Task item:
The required output is the exact run of lines below that opens at the line with "field, value, override_enabled)?;" and closes at the line with "for zone in self.zones.iter().filter(|zone|".

Saved data entries
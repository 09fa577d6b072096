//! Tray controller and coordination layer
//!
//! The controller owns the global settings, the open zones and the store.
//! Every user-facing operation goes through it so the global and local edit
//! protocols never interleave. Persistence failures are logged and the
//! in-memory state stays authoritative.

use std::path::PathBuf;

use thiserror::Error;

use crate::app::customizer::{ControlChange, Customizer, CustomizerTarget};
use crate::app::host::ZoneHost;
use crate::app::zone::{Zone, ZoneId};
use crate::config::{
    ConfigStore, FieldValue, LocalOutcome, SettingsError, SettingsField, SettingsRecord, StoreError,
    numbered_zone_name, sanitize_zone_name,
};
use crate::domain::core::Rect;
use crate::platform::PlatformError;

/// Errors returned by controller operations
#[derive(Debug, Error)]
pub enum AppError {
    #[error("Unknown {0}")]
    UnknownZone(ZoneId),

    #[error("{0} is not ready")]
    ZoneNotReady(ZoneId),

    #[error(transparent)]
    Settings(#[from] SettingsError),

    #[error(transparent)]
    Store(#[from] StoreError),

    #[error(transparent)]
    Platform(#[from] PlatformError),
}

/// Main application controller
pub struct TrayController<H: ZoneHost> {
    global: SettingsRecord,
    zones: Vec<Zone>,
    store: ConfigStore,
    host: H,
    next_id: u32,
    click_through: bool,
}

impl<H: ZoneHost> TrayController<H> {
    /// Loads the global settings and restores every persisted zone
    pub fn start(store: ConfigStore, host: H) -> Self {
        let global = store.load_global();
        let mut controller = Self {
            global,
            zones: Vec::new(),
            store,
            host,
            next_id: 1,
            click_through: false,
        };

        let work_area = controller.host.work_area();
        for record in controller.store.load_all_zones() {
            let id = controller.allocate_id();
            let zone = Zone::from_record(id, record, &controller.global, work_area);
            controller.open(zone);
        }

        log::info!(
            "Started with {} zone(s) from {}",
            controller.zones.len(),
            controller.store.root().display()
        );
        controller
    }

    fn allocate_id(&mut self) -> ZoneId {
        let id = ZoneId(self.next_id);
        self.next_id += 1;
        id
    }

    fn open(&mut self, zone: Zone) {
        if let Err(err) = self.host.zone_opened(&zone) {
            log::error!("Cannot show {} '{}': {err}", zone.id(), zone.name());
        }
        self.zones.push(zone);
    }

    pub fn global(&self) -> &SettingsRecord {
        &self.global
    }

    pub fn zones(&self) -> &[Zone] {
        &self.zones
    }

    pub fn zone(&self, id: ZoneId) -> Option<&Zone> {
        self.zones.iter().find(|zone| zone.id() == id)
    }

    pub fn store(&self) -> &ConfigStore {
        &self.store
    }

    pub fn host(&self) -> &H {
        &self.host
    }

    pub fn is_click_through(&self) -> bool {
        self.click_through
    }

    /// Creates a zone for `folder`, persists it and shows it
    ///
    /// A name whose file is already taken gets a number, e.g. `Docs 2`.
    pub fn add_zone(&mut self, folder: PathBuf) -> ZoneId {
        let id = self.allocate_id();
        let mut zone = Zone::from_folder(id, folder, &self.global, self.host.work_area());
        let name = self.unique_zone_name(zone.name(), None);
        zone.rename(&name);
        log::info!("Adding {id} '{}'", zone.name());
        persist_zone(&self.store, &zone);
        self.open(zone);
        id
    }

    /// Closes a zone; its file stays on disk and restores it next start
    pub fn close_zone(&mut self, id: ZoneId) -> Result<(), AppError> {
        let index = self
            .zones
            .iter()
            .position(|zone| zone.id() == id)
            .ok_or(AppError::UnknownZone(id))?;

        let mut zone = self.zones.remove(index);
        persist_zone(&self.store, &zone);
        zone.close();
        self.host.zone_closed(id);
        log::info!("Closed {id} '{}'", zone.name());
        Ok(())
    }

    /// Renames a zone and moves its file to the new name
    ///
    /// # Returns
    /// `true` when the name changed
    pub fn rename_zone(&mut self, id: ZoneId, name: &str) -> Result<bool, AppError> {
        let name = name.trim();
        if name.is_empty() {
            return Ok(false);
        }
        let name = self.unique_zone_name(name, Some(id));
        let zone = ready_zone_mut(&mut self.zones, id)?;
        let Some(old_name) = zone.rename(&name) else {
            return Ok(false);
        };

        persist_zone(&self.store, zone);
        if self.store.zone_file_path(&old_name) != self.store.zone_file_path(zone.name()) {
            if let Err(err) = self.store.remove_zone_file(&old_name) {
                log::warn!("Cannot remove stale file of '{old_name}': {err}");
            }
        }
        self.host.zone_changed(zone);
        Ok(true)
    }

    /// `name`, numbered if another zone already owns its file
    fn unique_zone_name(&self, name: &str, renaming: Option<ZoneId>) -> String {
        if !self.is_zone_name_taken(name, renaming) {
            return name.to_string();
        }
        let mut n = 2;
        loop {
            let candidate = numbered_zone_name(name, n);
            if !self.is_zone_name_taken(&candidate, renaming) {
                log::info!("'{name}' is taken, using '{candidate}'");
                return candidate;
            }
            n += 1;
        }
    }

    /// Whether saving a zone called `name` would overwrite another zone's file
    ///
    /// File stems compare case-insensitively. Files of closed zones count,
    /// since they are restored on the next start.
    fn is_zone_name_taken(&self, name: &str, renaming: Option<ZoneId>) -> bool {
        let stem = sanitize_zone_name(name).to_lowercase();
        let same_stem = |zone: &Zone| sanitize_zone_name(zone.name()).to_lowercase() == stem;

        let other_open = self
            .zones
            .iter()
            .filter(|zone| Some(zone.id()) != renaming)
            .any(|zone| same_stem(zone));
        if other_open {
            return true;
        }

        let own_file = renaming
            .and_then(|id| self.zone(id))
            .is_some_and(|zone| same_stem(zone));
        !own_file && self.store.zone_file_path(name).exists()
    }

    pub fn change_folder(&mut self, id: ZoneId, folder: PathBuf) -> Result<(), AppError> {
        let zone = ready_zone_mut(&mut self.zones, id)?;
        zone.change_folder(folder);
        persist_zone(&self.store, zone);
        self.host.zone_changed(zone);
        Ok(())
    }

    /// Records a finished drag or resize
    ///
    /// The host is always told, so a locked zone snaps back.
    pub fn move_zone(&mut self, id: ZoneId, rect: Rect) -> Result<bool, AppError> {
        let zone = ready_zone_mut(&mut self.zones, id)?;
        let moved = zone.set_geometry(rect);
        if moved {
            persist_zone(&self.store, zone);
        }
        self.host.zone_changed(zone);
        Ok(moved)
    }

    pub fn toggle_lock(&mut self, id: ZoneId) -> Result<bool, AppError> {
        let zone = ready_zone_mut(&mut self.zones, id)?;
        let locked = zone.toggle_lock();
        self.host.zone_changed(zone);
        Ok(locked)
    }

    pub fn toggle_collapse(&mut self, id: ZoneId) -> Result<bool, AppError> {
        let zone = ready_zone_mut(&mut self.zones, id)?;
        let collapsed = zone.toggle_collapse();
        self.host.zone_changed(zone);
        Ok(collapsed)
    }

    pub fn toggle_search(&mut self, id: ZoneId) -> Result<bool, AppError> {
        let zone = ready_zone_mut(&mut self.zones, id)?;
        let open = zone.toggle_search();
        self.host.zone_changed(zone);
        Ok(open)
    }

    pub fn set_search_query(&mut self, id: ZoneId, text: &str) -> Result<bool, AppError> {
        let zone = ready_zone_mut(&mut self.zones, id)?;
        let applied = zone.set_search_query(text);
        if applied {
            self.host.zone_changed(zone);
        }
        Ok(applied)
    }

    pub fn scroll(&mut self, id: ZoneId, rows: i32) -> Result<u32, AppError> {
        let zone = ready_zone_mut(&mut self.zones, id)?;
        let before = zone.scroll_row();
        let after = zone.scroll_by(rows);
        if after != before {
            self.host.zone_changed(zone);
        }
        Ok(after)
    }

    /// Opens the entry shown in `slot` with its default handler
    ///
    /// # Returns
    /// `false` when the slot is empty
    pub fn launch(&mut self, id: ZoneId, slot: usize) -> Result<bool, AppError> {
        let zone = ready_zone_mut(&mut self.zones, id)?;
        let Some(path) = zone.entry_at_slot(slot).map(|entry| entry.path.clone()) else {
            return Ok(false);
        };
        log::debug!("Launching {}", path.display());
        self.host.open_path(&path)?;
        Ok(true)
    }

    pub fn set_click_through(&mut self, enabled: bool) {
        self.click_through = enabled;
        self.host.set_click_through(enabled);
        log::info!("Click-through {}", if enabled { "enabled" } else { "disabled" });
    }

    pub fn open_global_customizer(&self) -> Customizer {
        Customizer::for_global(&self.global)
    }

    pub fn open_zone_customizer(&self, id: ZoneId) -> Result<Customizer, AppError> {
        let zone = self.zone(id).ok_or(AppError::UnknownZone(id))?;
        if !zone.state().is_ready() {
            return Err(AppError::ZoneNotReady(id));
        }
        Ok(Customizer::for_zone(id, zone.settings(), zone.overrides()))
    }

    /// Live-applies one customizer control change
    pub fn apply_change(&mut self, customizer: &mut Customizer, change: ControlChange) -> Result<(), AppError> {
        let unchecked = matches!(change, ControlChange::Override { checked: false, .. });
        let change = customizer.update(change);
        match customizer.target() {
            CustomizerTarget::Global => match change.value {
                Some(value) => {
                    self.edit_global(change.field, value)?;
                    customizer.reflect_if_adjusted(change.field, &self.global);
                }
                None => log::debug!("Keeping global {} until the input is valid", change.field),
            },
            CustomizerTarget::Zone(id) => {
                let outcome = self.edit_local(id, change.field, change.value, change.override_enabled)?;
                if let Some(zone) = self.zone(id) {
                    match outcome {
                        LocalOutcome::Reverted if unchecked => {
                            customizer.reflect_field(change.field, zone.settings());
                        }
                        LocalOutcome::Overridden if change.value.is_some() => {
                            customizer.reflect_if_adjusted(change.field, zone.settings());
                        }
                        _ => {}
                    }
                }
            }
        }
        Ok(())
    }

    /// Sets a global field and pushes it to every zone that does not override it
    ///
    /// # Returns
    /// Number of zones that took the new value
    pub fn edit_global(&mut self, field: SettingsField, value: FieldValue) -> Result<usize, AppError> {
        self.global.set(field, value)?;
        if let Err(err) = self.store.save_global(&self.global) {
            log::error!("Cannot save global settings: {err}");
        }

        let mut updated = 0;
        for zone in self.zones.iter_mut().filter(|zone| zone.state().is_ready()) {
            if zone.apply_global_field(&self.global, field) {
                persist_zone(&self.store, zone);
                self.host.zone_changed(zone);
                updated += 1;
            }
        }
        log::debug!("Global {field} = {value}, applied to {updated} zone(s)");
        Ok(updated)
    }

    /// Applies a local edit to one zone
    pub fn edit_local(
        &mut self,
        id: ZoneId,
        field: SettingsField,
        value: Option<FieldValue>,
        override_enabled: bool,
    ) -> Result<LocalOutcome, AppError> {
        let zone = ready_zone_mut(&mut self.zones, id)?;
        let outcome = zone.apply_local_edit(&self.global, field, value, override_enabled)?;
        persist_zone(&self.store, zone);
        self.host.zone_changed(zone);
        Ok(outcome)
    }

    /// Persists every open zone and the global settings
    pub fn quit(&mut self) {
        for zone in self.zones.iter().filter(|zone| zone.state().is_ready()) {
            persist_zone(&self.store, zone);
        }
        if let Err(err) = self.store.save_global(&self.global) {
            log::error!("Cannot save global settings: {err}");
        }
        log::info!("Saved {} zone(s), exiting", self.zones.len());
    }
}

Written solution:
        let outcome = zone.apply_local_edit(&self.global, field, value, override_enabled)?;
        persist_zone(&self.store, zone);
        self.host.zone_changed(zone);
        Ok(outcome)
    }

    /// Persists every open zone and the global settings
    pub fn quit(&mut self) {
        for zone in self.zones.iter().filter(|zone| zone.state().is_ready()) {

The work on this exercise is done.